So I want the Minister to reflect on what happened last Thursday. The Opposition had to call for an urgent question to find out what was going on in an important area of policy regarding roaming charges after we leave the European Union, which is not dissimilar to the policy area that we are considering now.
My hon. Friend is absolutely right. There is a similarity with the portability of content and the ability for consumers to watch Netflix or Amazon Prime, on the one hand, or for satellite broadcasters to reach their customers in a country different to the one where their broadcast comes from. It is very similar to the point about mobile phone roaming charges. Who knows? Maybe somebody will table an urgent question on those points in the days ahead. So I completely agree with my hon. Friend’s point; it had occurred to me, as well.
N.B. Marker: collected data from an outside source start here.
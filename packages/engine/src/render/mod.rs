//! Rendering - framebuffer composition and the brush outline.
//!
//! Physics runs y-up everywhere; this module is the only place that flips
//! into top-left image space.

mod compositor;
mod outline;

pub use compositor::{Compositor, OverlayPixel};
pub use outline::circle_outline;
I mentioned the apparently very significant consequences for broadcasters, which have not been addressed by the impact assessment. Just to emphasise the consequences of these regulations, a European Commission notice to stakeholders states that in the absence of an agreement between the UK and the EU, broadcasters in the UK will no longer benefit from this mechanism when providing cross-border broadcasting services to EU customers, and they will have to clear rights in all the member states that their signal reaches. I do not think we are talking about a situation where it is just one side of the Irish border or the other, although there are some interesting questions there about where someone lives and which signal they receive. I do not see how the regulations address the Commission’s point. That must be of major concern to UK broadcasters. I wonder whether that was one of the technical points raised in the roundtable to which the Minister referred—he was not able to tell us before, but perhaps he will be when he responds.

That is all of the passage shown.